The global analysis reported in Warren et al. (2018a) is based on the Wallace Initiative database (https://wallaceinitiative.org/) and contains projections of potential climate change impacts on the climatically determined geographic ranges of more than 125,000 individual species of plants and vertebrates. This study mines and post-processes this database to quantify the risks posed by climate to biodiversity in six countries at different levels of global warming. We use species richness of plants and vertebrates as a proxy or indicator of biodiversity levels in general, and in particular we quantify the geographic extent and location of the climate change refugia where over 75% of the species currently present are projected to remain despite a particular level of global warming.

To do so, we extract projections of the impacts of climate change upon these two taxa in China, Brazil, Egypt, Ethiopia, Ghana and India. These six countries provide a range of contrasting sizes and different levels of development on three continents spanning tropical and temperate biomes, and forest, grassland and desert habitats. In these countries, many societies are closely dependent upon ecosystem services for their livelihoods. The results presented here also feed into the paper on natural capital risk (Price et al.) elsewhere in the Topical Collection.
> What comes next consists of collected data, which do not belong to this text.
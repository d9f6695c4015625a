//! Provides the bus transport the sensor protocol runs over.
//!
//! A transport executes write-then-read exchanges against a target [`Address`].
//! It does not own any timing policy: callers needing a delay between the write and the read
//! phases issue them as two separate exchanges, see [`Transport::write()`] and
//! [`Transport::read()`].
//!
//! Three interchangeable backends are provided, gathered in the [`Backend`] enum:
//!
//! - [`DriverBackend`] delegates to an [`embedded_hal_async::i2c::I2c`] driver, either on the
//!   primary pins ([`Backend::DriverMediated`]) or on the alternate pins
//!   ([`Backend::AlternateMapping`]).
//! - [`RegisterBackend`] drives the peripheral registers directly through a [`RegisterBlock`],
//!   bypassing the driver stack ([`Backend::DirectRegister`]).
//!
//! Every backend holds a [`Claim`] on its pins for its whole lifetime, see [`claim`].

pub mod claim;
mod driver;
mod register;

use embassy_time::Duration;
use embedded_hal_async::{delay::DelayNs, i2c::Operation};

use crate::address::Address;

pub use claim::{Claim, ClaimError, PeripheralId, Pin, PinClaims, PinPair, PIN_CLAIMS};
pub use driver::DriverBackend;
pub use register::{RegisterBackend, RegisterBlock, RegisterEvent, POLL_INTERVAL_US, POLL_LIMIT};

/// Timeout value for bus operations.
///
/// Backends are allowed to timeout earlier.
pub const I2C_TIMEOUT: Duration = Duration::from_millis(100);

/// I2C bus frequency.
#[derive(Debug, Copy, Clone, PartialEq, Eq)]
#[cfg_attr(feature = "defmt", derive(defmt::Format))]
pub enum Frequency {
    /// Standard mode: 100 kHz.
    _100k,
    /// Fast mode: 400 kHz.
    _400k,
}

impl Frequency {
    /// Returns the frequency in kilohertz.
    #[must_use]
    pub const fn khz(self) -> u32 {
        match self {
            Self::_100k => 100,
            Self::_400k => 400,
        }
    }
}

/// A transport error.
#[derive(Debug, Copy, Clone, PartialEq, Eq)]
#[cfg_attr(feature = "defmt", derive(defmt::Format))]
pub enum Error {
    /// The target did not acknowledge its address.
    AddressNotAcknowledged,
    /// The target did not acknowledge a data byte.
    DataNotAcknowledged,
    /// The exchange did not complete in time; most likely a target is holding the bus.
    Timeout,
    /// The backend peripheral is not initialized or not claimed.
    BackendUnavailable,
    /// An other electrical-layer error occurred (arbitration loss, overrun...).
    Bus,
}

impl Error {
    /// Maps a driver error onto a transport error.
    ///
    /// Drivers unable to tell which step was not acknowledged are assumed to have seen an
    /// address NACK, as that is what an absent or busy target produces.
    #[must_use]
    pub fn from_kind(kind: embedded_hal::i2c::ErrorKind) -> Self {
        use embedded_hal::i2c::{ErrorKind, NoAcknowledgeSource};

        match kind {
            ErrorKind::NoAcknowledge(NoAcknowledgeSource::Data) => Self::DataNotAcknowledged,
            ErrorKind::NoAcknowledge(_) => Self::AddressNotAcknowledged,
            _ => Self::Bus,
        }
    }
}

impl core::fmt::Display for Error {
    fn fmt(&self, f: &mut core::fmt::Formatter<'_>) -> core::fmt::Result {
        match self {
            Self::AddressNotAcknowledged => write!(f, "address not acknowledged"),
            Self::DataNotAcknowledged => write!(f, "data not acknowledged"),
            Self::Timeout => write!(f, "bus timeout"),
            Self::BackendUnavailable => write!(f, "bus backend unavailable"),
            Self::Bus => write!(f, "bus error"),
        }
    }
}

impl core::error::Error for Error {}

/// Executes exchanges against a target on the bus.
///
/// Implementations must not be used concurrently: exchanges take `&mut self`.
pub trait Transport {
    /// Writes `write` to the target, then fills `read` from it.
    ///
    /// The write phase is skipped when `write` is empty and `read` is not; a call with both
    /// empty is a zero-length write, which only checks that the target acknowledges its
    /// address.
    async fn exchange(
        &mut self,
        address: Address,
        write: &[u8],
        read: &mut [u8],
    ) -> Result<(), Error>;

    /// Writes `bytes` to the target.
    async fn write(&mut self, address: Address, bytes: &[u8]) -> Result<(), Error> {
        self.exchange(address, bytes, &mut []).await
    }

    /// Fills `buffer` from the target.
    async fn read(&mut self, address: Address, buffer: &mut [u8]) -> Result<(), Error> {
        self.exchange(address, &[], buffer).await
    }
}

impl<T: Transport + ?Sized> Transport for &mut T {
    async fn exchange(
        &mut self,
        address: Address,
        write: &[u8],
        read: &mut [u8],
    ) -> Result<(), Error> {
        (**self).exchange(address, write, read).await
    }
}

/// Identifies a [`Backend`] variant.
#[derive(Debug, Copy, Clone, PartialEq, Eq)]
#[cfg_attr(feature = "defmt", derive(defmt::Format))]
pub enum BackendKind {
    /// The peripheral driver on the primary pins.
    DriverMediated,
    /// Register-level access, bypassing the driver.
    DirectRegister,
    /// The peripheral driver of another instance, on the alternate pins.
    AlternateMapping,
}

/// The bus backend selected for the lifetime of the device.
pub enum Backend<I, R: RegisterBlock, D> {
    /// Driver on the primary pins.
    DriverMediated(DriverBackend<I>),
    /// Register-level access.
    DirectRegister(RegisterBackend<R, D>),
    /// Driver on the alternate pins.
    AlternateMapping(DriverBackend<I>),
}

impl<I, R: RegisterBlock, D> Backend<I, R, D> {
    /// Returns which variant this is.
    #[must_use]
    pub fn kind(&self) -> BackendKind {
        match self {
            Self::DriverMediated(_) => BackendKind::DriverMediated,
            Self::DirectRegister(_) => BackendKind::DirectRegister,
            Self::AlternateMapping(_) => BackendKind::AlternateMapping,
        }
    }
}

impl<I, R, D> Transport for Backend<I, R, D>
where
    I: embedded_hal_async::i2c::I2c,
    R: RegisterBlock,
    D: DelayNs,
{
    async fn exchange(
        &mut self,
        address: Address,
        write: &[u8],
        read: &mut [u8],
    ) -> Result<(), Error> {
        match self {
            Self::DriverMediated(backend) | Self::AlternateMapping(backend) => {
                backend.exchange(address, write, read).await
            }
            Self::DirectRegister(backend) => backend.exchange(address, write, read).await,
        }
    }
}

/// Placeholder for the [`Backend`] type parameters a build does not use.
///
/// It cannot be instantiated.
#[derive(Debug)]
pub enum NoDriver {}

impl embedded_hal_async::i2c::ErrorType for NoDriver {
    type Error = core::convert::Infallible;
}

impl embedded_hal_async::i2c::I2c for NoDriver {
    async fn transaction(
        &mut self,
        _address: u8,
        _operations: &mut [Operation<'_>],
    ) -> Result<(), Self::Error> {
        match *self {}
    }
}

impl RegisterBlock for NoDriver {
    fn enable(&mut self, _pins: PinPair, _frequency: Frequency) {
        match *self {}
    }

    fn disable(&mut self) {
        match *self {}
    }

    fn is_enabled(&self) -> bool {
        match *self {}
    }

    fn start_write(&mut self, _address: u8, _bytes: &[u8]) -> Result<(), Error> {
        match *self {}
    }

    fn start_read(&mut self, _address: u8, _len: usize) -> Result<(), Error> {
        match *self {}
    }

    fn event(&mut self) -> Option<RegisterEvent> {
        match *self {}
    }

    fn received(&self) -> &[u8] {
        match *self {}
    }

    fn request_stop(&mut self) {
        match *self {}
    }

    fn stop(&mut self) {
        match *self {}
    }
}

impl DelayNs for NoDriver {
    async fn delay_ns(&mut self, _ns: u32) {
        match *self {}
    }
}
The study was completed as part of a wider project, looking at a range of climate risks across a range of countries on different continents, in line with the companion papers in this Topical Collection.

2 Methodology

The results presented here come from mining the well-established Wallace Initiative database (Warren et al. 2013, 2018a, 2018b; Smith et al. 2018; Jenkins, Warren and Price 2021; Bednar-Friedl et al. 2022; Costello et al. 2022; Mycoo et al. 2022; Parmesan et al. 2022; Trisos et al. 2022; Saunders et al. 2023). The methodology used in developing the models in this database can be found in Warren et al. (2018a, 2018b) and Warren et al. (2013), where more details on the methods, caveats and limitations can be found (see also Parmesan et al. 2022). Briefly, the global scale Wallace Initiative (WI) database was created using an established species distribution model, MaxENT (Phillips et al. 2006), to estimate potential changes to the ranges of more than 130,000 species associated with levels of global warming between 1.5 and 6 °C (relative to pre-industrial levels of 1850–1900). As in Warren et al. (2018a, 2018b), calculations were carried out at a 20 × 20 km scale. The MaxENT analysis relies on developing a statistical relationship between current species distributions (GBIF 2015) and current climate, and assuming this relationship holds into the future, using 21 alternative regional CMIP5 climate change projections for each level of warming to incorporate uncertainty in regional climate projection. These levels of warming span the goal set in the UNFCCC Paris Agreement of limiting warming to well below 2 °C and to pursue efforts to limit it to 1.5 °C, as well as higher levels of warming such as 3 °C which are consistent with the current national policies under the UNFCCC in terms of their NDCs (Rogelj et al. 2016). The lower temperature targets correspond to lower primary energy demand and a higher share of renewable energy supply such as solar, wind and bio-energy.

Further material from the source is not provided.